_Instructions to follow_: What is the number of lines in these records that hold the word "scale"? Reply with that number alone.

Segment Start: Raw data

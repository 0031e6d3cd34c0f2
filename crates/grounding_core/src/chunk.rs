/// Positional identifier of a chunk inside the currently loaded list.
///
/// Only meaningful for the list it was taken from; a reload or a document
/// switch invalidates every index handed out before it.
pub type ChunkIndex = usize;

/// A box in page-relative coordinates, every edge a fraction of the page.
#[derive(Debug, Clone, Copy, PartialEq)]
pub struct BoundingBox {
    pub left: f64,
    pub top: f64,
    pub right: f64,
    pub bottom: f64,
}

impl BoundingBox {
    pub fn new(left: f64, top: f64, right: f64, bottom: f64) -> Self {
        Self {
            left,
            top,
            right,
            bottom,
        }
    }

    /// `0 <= left < right <= 1` and `0 <= top < bottom <= 1`. NaN edges fail.
    pub fn is_valid(&self) -> bool {
        (0.0..=1.0).contains(&self.left)
            && (0.0..=1.0).contains(&self.right)
            && (0.0..=1.0).contains(&self.top)
            && (0.0..=1.0).contains(&self.bottom)
            && self.left < self.right
            && self.top < self.bottom
    }

    pub fn width(&self) -> f64 {
        self.right - self.left
    }

    pub fn height(&self) -> f64 {
        self.bottom - self.top
    }

    /// Vertical midpoint, still as a fraction of the page height.
    pub fn center_y(&self) -> f64 {
        self.top + self.height() / 2.0
    }
}

/// Where a chunk sits in the source document. `page` is 0-indexed.
#[derive(Debug, Clone, Copy, PartialEq)]
pub struct Grounding {
    pub page: u32,
    pub bbox: Option<BoundingBox>,
}

#[derive(Debug, Clone, PartialEq)]
pub struct Chunk {
    /// Identity issued by the chunk source, or the decimal position when the
    /// source did not issue one.
    pub key: String,
    pub text: String,
    pub chunk_type: String,
    pub grounding: Option<Grounding>,
}

impl Chunk {
    pub fn page(&self) -> Option<u32> {
        self.grounding.map(|g| g.page)
    }

    /// Page and box for drawing an overlay. `None` when the grounding is
    /// missing or its box breaks the unit-square invariant.
    pub fn overlay(&self) -> Option<(u32, BoundingBox)> {
        let grounding = self.grounding?;
        let bbox = grounding.bbox?;
        bbox.is_valid().then_some((grounding.page, bbox))
    }

    /// "Page N" with N 1-indexed, or "N/A" without grounding.
    pub fn page_label(&self) -> String {
        match self.page() {
            Some(page) => format!("Page {}", u64::from(page) + 1),
            None => "N/A".to_string(),
        }
    }
}

#[cfg(test)]
mod tests {
    use super::*;

    fn chunk(grounding: Option<Grounding>) -> Chunk {
        Chunk {
            key: "0".into(),
            text: "t".into(),
            chunk_type: "text".into(),
            grounding,
        }
    }

    #[test]
    fn inverted_or_out_of_range_boxes_are_invalid() {
        assert!(BoundingBox::new(0.1, 0.1, 0.5, 0.2).is_valid());
        assert!(BoundingBox::new(0.0, 0.0, 1.0, 1.0).is_valid());
        assert!(!BoundingBox::new(0.5, 0.1, 0.5, 0.2).is_valid());
        assert!(!BoundingBox::new(0.6, 0.1, 0.5, 0.2).is_valid());
        assert!(!BoundingBox::new(0.1, 0.3, 0.5, 0.2).is_valid());
        assert!(!BoundingBox::new(-0.1, 0.1, 0.5, 0.2).is_valid());
        assert!(!BoundingBox::new(0.1, 0.1, 1.2, 0.2).is_valid());
        assert!(!BoundingBox::new(f64::NAN, 0.1, 0.5, 0.2).is_valid());
    }

    #[test]
    fn overlay_requires_a_valid_box() {
        let boxed = chunk(Some(Grounding {
            page: 2,
            bbox: Some(BoundingBox::new(0.2, 0.3, 0.6, 0.4)),
        }));
        assert_eq!(
            boxed.overlay(),
            Some((2, BoundingBox::new(0.2, 0.3, 0.6, 0.4)))
        );

        let page_only = chunk(Some(Grounding { page: 1, bbox: None }));
        assert_eq!(page_only.overlay(), None);
        assert_eq!(page_only.page_label(), "Page 2");

        let broken = chunk(Some(Grounding {
            page: 0,
            bbox: Some(BoundingBox::new(0.7, 0.3, 0.6, 0.4)),
        }));
        assert_eq!(broken.overlay(), None);
        assert_eq!(chunk(None).page_label(), "N/A");
    }

    #[test]
    fn center_is_midpoint_of_top_and_bottom() {
        let bbox = BoundingBox::new(0.2, 0.3, 0.6, 0.4);
        assert!((bbox.center_y() - 0.35).abs() < 1e-12);
    }
}
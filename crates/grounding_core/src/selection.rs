use crate::chunk::ChunkIndex;

/// What a click did to the selection.
#[derive(Debug, Clone, Copy, PartialEq, Eq)]
pub enum SelectionChange {
    Selected(ChunkIndex),
    Deselected(ChunkIndex),
}

/// Selected and hovered chunk of the active document.
#[derive(Debug, Clone, Copy, PartialEq, Eq, Default)]
pub struct SelectionState {
    selected: Option<ChunkIndex>,
    hovered: Option<ChunkIndex>,
}

impl SelectionState {
    pub fn selected(&self) -> Option<ChunkIndex> {
        self.selected
    }

    pub fn hovered(&self) -> Option<ChunkIndex> {
        self.hovered
    }

    /// Toggle: clicking the selected chunk clears the selection, clicking any
    /// other chunk selects it and drops the previous one.
    pub fn click(&mut self, index: ChunkIndex) -> SelectionChange {
        if self.selected == Some(index) {
            self.selected = None;
            SelectionChange::Deselected(index)
        } else {
            self.selected = Some(index);
            SelectionChange::Selected(index)
        }
    }

    pub fn hover_enter(&mut self, index: ChunkIndex) -> bool {
        let changed = self.hovered != Some(index);
        self.hovered = Some(index);
        changed
    }

    pub fn hover_leave(&mut self) -> bool {
        self.hovered.take().is_some()
    }

    pub fn reset(&mut self) {
        *self = Self::default();
    }
}

#[cfg(test)]
mod tests {
    use super::*;

    #[test]
    fn click_toggles_and_replaces() {
        let mut selection = SelectionState::default();
        assert_eq!(selection.click(2), SelectionChange::Selected(2));
        assert_eq!(selection.click(4), SelectionChange::Selected(4));
        assert_eq!(selection.selected(), Some(4));
        assert_eq!(selection.click(4), SelectionChange::Deselected(4));
        assert_eq!(selection.selected(), None);
    }

    #[test]
    fn hover_is_independent_of_selection() {
        let mut selection = SelectionState::default();
        selection.click(1);
        assert!(selection.hover_enter(3));
        assert!(!selection.hover_enter(3));
        assert_eq!(selection.selected(), Some(1));
        assert!(selection.hover_leave());
        assert!(!selection.hover_leave());
        assert_eq!(selection.hovered(), None);
        assert_eq!(selection.selected(), Some(1));
    }
}
use std::path::PathBuf;

use crate::{BatchSummary, ChatTurn, ChunkIndex, LoadTicket, TaskId};

/// One file of an upload wave.
#[derive(Debug, Clone, PartialEq, Eq)]
pub struct UploadRequest {
    pub task_id: TaskId,
    pub path: PathBuf,
}

#[derive(Debug, Clone, PartialEq)]
pub enum Effect {
    LoadDocuments,
    LoadChunks { doc_id: String, ticket: LoadTicket },
    FetchDocument { doc_id: String },
    /// Pages must be laid out again at `scale` and re-measured.
    RelayoutPages { scale: f64 },
    /// Smooth-scroll the page canvas. Fire-and-forget.
    ScrollViewport { top_px: f64 },
    /// Centre the card of `index` in the chunk list. Fire-and-forget.
    ScrollListToChunk { index: ChunkIndex },
    CapturePointer,
    ReleasePointer,
    UploadFile { path: PathBuf },
    UploadWave { requests: Vec<UploadRequest> },
    BatchCompleted(BatchSummary),
    Search { query: String, n_results: usize },
    Chat { question: String, history: Vec<ChatTurn> },
    Extract { doc_id: String },
    Validate { doc_id: String, payload: String },
    DeleteDocument { doc_id: String },
}
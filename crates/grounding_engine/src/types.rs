use std::fmt;
use std::path::PathBuf;

/// Identifies one entry of a batch upload; assigned by the caller.
pub type TaskId = u64;

#[derive(Debug, Clone, Copy, PartialEq, Eq)]
pub enum UploadStage {
    Uploading,
    Parsing,
    Indexing,
    Success,
    Error,
}

#[derive(Debug, Clone, PartialEq, Eq)]
pub struct UploadProgress {
    pub task_id: TaskId,
    pub stage: UploadStage,
    pub remote_doc_id: Option<String>,
    pub error: Option<String>,
}

#[derive(Debug, Clone, PartialEq, Eq)]
pub struct DocumentRecord {
    pub doc_id: String,
    pub filename: String,
    pub status: Option<String>,
    pub num_chunks: Option<u64>,
}

/// Normalised region box, fractions of the page.
#[derive(Debug, Clone, Copy, PartialEq)]
pub struct BoxRecord {
    pub left: f64,
    pub top: f64,
    pub right: f64,
    pub bottom: f64,
}

#[derive(Debug, Clone, Copy, PartialEq)]
pub struct GroundingRecord {
    /// 0-indexed.
    pub page: u32,
    pub bbox: Option<BoxRecord>,
}

#[derive(Debug, Clone, PartialEq)]
pub struct ChunkRecord {
    /// Backend chunk id, or the decimal position when the backend has none.
    pub key: String,
    /// Plain text; markup has already been stripped.
    pub text: String,
    pub chunk_type: String,
    pub grounding: Option<GroundingRecord>,
}

#[derive(Debug, Clone, PartialEq)]
pub struct SearchHitRecord {
    pub doc_id: String,
    pub chunk_key: String,
    pub page: u32,
    pub chunk_type: String,
    pub text: String,
    pub score: f64,
    pub grounding: Option<GroundingRecord>,
}

#[derive(Debug, Clone, PartialEq, Eq)]
pub struct ChatTurnRecord {
    /// `user` or `assistant`.
    pub role: String,
    pub content: String,
}

#[derive(Debug, Clone, PartialEq, Eq)]
pub struct ChatSourceRecord {
    pub doc_id: String,
    pub chunk_key: String,
    pub filename: Option<String>,
    pub page: u32,
    pub chunk_type: String,
}

#[derive(Debug, Clone, PartialEq, Eq)]
pub struct ChatAnswerRecord {
    pub answer: String,
    pub sources: Vec<ChatSourceRecord>,
}

#[derive(Debug, Clone, PartialEq)]
pub enum EngineEvent {
    DocumentsListed(Result<Vec<DocumentRecord>, ApiError>),
    ChunksLoaded {
        doc_id: String,
        ticket: u64,
        result: Result<Vec<ChunkRecord>, ApiError>,
    },
    DocumentCached {
        doc_id: String,
        result: Result<PathBuf, ApiError>,
    },
    Uploaded(Result<DocumentRecord, ApiError>),
    UploadProgress(UploadProgress),
    SearchFinished(Result<Vec<SearchHitRecord>, ApiError>),
    ChatFinished(Result<ChatAnswerRecord, ApiError>),
    Extracted {
        doc_id: String,
        result: Result<String, ApiError>,
    },
    Validated {
        doc_id: String,
        result: Result<String, ApiError>,
    },
    Deleted {
        doc_id: String,
        result: Result<(), ApiError>,
    },
}

/// A failed backend call. `message` is the server's `detail` when it sent one.
#[derive(Debug, Clone, PartialEq, Eq, thiserror::Error)]
#[error("{message}")]
pub struct ApiError {
    pub kind: FailureKind,
    pub message: String,
}

impl ApiError {
    pub(crate) fn new(kind: FailureKind, message: impl Into<String>) -> Self {
        Self {
            kind,
            message: message.into(),
        }
    }
}

#[derive(Debug, Clone, PartialEq, Eq)]
pub enum FailureKind {
    InvalidUrl,
    HttpStatus(u16),
    Timeout,
    Decode,
    Network,
    Io,
}

impl fmt::Display for FailureKind {
    fn fmt(&self, f: &mut fmt::Formatter<'_>) -> fmt::Result {
        match self {
            FailureKind::InvalidUrl => write!(f, "invalid url"),
            FailureKind::HttpStatus(code) => write!(f, "http status {code}"),
            FailureKind::Timeout => write!(f, "timeout"),
            FailureKind::Decode => write!(f, "malformed response"),
            FailureKind::Network => write!(f, "network error"),
            FailureKind::Io => write!(f, "io error"),
        }
    }
}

Segment End: Raw data

_Worked solution_: 2